Dirt won't fly at a new Imagination Station playground until after Labor Day, the Troutdale City Council reports.
The design itself remains a question mark — but whatever is constructed, builders will need dry, stable September soil. Additionally, staff at City Hall don't want to close off the play area during the summer, when usage is highest.
"We don't know what we want, and we don't want to determine what we want in terms of materials or specific design," noted City Manager Ray Young. "But the experts who came on Aug. 9 seem to have a few really good ideas."
Last April, an intentionally-set fire destroyed one-third of the playground, which is located at 900 S.W. Cherry Park Road, just west of Reynolds High School. Two arsonists recorded in surveillance footage have never been identified.
Public officials voted to completely rebuild the structure in August, but soon became embroiled in a heated debate over design materials: wood or plastics.
Former Mayor Doug Daoust vowed that Troutdale was finished with wooden play structures, but his term expired before the city could sign a deal with a manufacturer. A citizen committee has angled for a non-wooden design, citing improvements to safety among other factors.
On Tuesday, Feb. 28, the City Council voted to forgo the usual competitive bidding process, where companies submit cost estimates for a detailed plan provided by the city.
Instead, the city will use a "design-build" process, where the burden for blueprints (including site materials) is placed on the equipment builder.
"(Competitive bidding) is like asking someone to design a pickup truck. And they design a Chevy pickup truck and you ask Ford to bid on it," Finance Director Erich Mueller said. "Well, they can come close — it's got four wheels and a bed and an engine and so forth — but it doesn't exactly meet the specifications."
Mueller noted that the council is roughly halfway through the replacement process, with many decisions still to come.

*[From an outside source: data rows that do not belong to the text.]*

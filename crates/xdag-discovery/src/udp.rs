//! Tokio UDP driver for the discovery controller.

use crate::config::{Bootnode, DiscoveryConfig};
use crate::controller::{DiscoveryController, DiscoveryEvent, PacketSink};
use crate::endpoint::Endpoint;
use crate::error::{DiscoveryError, Result};
use std::io;
use std::net::SocketAddr;
use std::sync::Arc;
use std::sync::atomic::{AtomicU64, Ordering};
use tokio::net::UdpSocket;
use tokio::sync::mpsc;
use tokio::task::JoinHandle;
use tracing::{debug, error, info};
use xdag_crypto::KeyPair;

/// Socket counters.
#[derive(Debug, Default, Clone, Copy, PartialEq, Eq)]
pub struct UdpStats {
    /// Datagrams sent
    pub packets_sent: u64,
    /// Datagrams received
    pub packets_received: u64,
    /// Datagrams dropped by the controller
    pub packets_dropped: u64,
    /// Failed sends (full buffer or socket error)
    pub send_errors: u64,
}

#[derive(Debug, Default)]
struct Counters {
    packets_sent: AtomicU64,
    packets_received: AtomicU64,
    packets_dropped: AtomicU64,
    send_errors: AtomicU64,
}

/// [`PacketSink`] writing to a shared tokio socket without awaiting.
#[derive(Debug, Clone)]
pub struct UdpSink {
    socket: Arc<UdpSocket>,
    counters: Arc<Counters>,
}

impl PacketSink for UdpSink {
    fn send(&self, to: SocketAddr, datagram: &[u8]) -> io::Result<()> {
        match self.socket.try_send_to(datagram, to) {
            Ok(_) => {
                self.counters.packets_sent.fetch_add(1, Ordering::Relaxed);
                Ok(())
            }
            Err(e) => {
                self.counters.send_errors.fetch_add(1, Ordering::Relaxed);
                Err(e)
            }
        }
    }
}

/// Discovery bound to a UDP socket.
///
/// # Examples
///
/// ```no_run
/// use xdag_discovery::{DiscoveryConfig, Endpoint, UdpDiscovery};
/// use xdag_crypto::KeyPair;
///
/// # async fn example() -> Result<(), Box<dyn std::error::Error>> {
/// let addr = "0.0.0.0:30303".parse()?;
/// let endpoint = Endpoint::new("203.0.113.7".parse()?, 30303, 30304);
/// let (mut discovery, mut events) =
///     UdpDiscovery::bind(addr, KeyPair::generate(), endpoint, DiscoveryConfig::default()).await?;
/// discovery.start(&[]);
/// while let Some(event) = events.recv().await {
///     println!("{event:?}");
/// }
/// # Ok(())
/// # }
/// ```
pub struct UdpDiscovery {
    controller: Arc<DiscoveryController>,
    local_addr: SocketAddr,
    counters: Arc<Counters>,
    recv_task: JoinHandle<()>,
    tick_task: Option<JoinHandle<()>>,
}

impl UdpDiscovery {
    /// Bind `addr` and start receiving.
    ///
    /// `endpoint` is what the node advertises in its PINGs. When its UDP
    /// port is `0` the bound port is used.
    ///
    /// # Errors
    ///
    /// Returns [`DiscoveryError::Io`] if the socket cannot be bound.
    pub async fn bind(
        addr: SocketAddr,
        key: KeyPair,
        endpoint: Endpoint,
        config: DiscoveryConfig,
    ) -> Result<(Self, mpsc::Receiver<DiscoveryEvent>)> {
        let socket = Arc::new(UdpSocket::bind(addr).await?);
        let local_addr = socket.local_addr()?;
        let endpoint = if endpoint.udp_port == 0 {
            Endpoint::new(endpoint.host, local_addr.port(), endpoint.tcp_port)
        } else {
            endpoint
        };

        let counters = Arc::new(Counters::default());
        let sink = UdpSink {
            socket: socket.clone(),
            counters: counters.clone(),
        };
        let max_packet_size = config.max_packet_size;
        let (controller, events) = DiscoveryController::new(key, endpoint, config, Arc::new(sink));
        let controller = Arc::new(controller);

        info!(%local_addr, %endpoint, "Discovery socket bound");
        let recv_task = tokio::spawn(recv_loop(
            socket,
            controller.clone(),
            counters.clone(),
            max_packet_size,
        ));

        Ok((
            Self {
                controller,
                local_addr,
                counters,
                recv_task,
                tick_task: None,
            },
            events,
        ))
    }

    /// Bond with `bootnodes` and start the maintenance ticker.
    pub fn start(&mut self, bootnodes: &[Bootnode]) {
        self.controller.start(bootnodes);
        if self.tick_task.is_none() {
            let controller = self.controller.clone();
            let period = controller.config().tick_interval;
            self.tick_task = Some(tokio::spawn(async move {
                let mut ticker = tokio::time::interval(period);
                ticker.set_missed_tick_behavior(tokio::time::MissedTickBehavior::Delay);
                loop {
                    ticker.tick().await;
                    controller.tick();
                }
            }));
        }
    }

    /// The controller driven by this socket.
    #[must_use]
    pub fn controller(&self) -> &Arc<DiscoveryController> {
        &self.controller
    }

    /// Bound socket address.
    #[must_use]
    pub const fn local_addr(&self) -> SocketAddr {
        self.local_addr
    }

    /// Snapshot of the socket counters.
    #[must_use]
    pub fn stats(&self) -> UdpStats {
        UdpStats {
            packets_sent: self.counters.packets_sent.load(Ordering::Relaxed),
            packets_received: self.counters.packets_received.load(Ordering::Relaxed),
            packets_dropped: self.counters.packets_dropped.load(Ordering::Relaxed),
            send_errors: self.counters.send_errors.load(Ordering::Relaxed),
        }
    }

    /// Stop the receive loop and the ticker.
    pub fn shutdown(&mut self) {
        self.recv_task.abort();
        if let Some(task) = self.tick_task.take() {
            task.abort();
        }
        info!(local_addr = %self.local_addr, "Discovery stopped");
    }
}

impl Drop for UdpDiscovery {
    fn drop(&mut self) {
        self.recv_task.abort();
        if let Some(task) = self.tick_task.take() {
            task.abort();
        }
    }
}

async fn recv_loop(
    socket: Arc<UdpSocket>,
    controller: Arc<DiscoveryController>,
    counters: Arc<Counters>,
    max_packet_size: usize,
) {
    // One spare byte so oversized datagrams are seen as such
    let mut buf = vec![0u8; max_packet_size + 1];
    loop {
        let (len, from) = match socket.recv_from(&mut buf).await {
            Ok(received) => received,
            // ICMP port unreachable surfaces here on some platforms
            Err(e) if e.kind() == io::ErrorKind::ConnectionReset => continue,
            Err(e) => {
                error!(error = %e, "Discovery socket receive failed");
                return;
            }
        };
        counters.packets_received.fetch_add(1, Ordering::Relaxed);

        if let Err(e) = controller.handle_datagram(&buf[..len], from) {
            counters.packets_dropped.fetch_add(1, Ordering::Relaxed);
            match &e {
                DiscoveryError::Decode(_) | DiscoveryError::Expired { .. } => {
                    debug!(%from, error = %e, "Dropped discovery packet");
                }
                _ => debug!(%from, error = %e, "Discovery packet rejected"),
            }
        }
    }
}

Three rough-draft designs submitted to the council last year ranged in cost from $218,000 to $390,000, none including wooden materials. Mueller said the final price will likely be 10 to 20 percent higher, meaning that the city's tab could top out at just under half a million.
Up next, the Parks Advisory Committee will meet to review submitted proposals on Wednesday, April 12. At City Hall, several committee members said their No. 1 priority was creating a design that exceeds access mandates from the federal government.
"We as a committee were unanimous that we wanted the new Imagination Station to be much more inclusive than 22 years ago, when code and culture were different," testified Chairman Charlie Foss. "We will not be recommending to council any firm that does not make Imagination Station completely (Americans with Disabilities Act) inclusive."
During public testimony, former Troutdale city councilor John Wilson said there was some "prejudice" from elected officials against certain design materials.
Councilor Glenn White, however, said he didn't want politicians to stand in the way of progress.
"I know staff is being extra cautious because this kind of became a political hot potato. I don't think that's a problem any longer," he said. "No pun intended, but I think (the committee) hit it out of the park with their recommendation."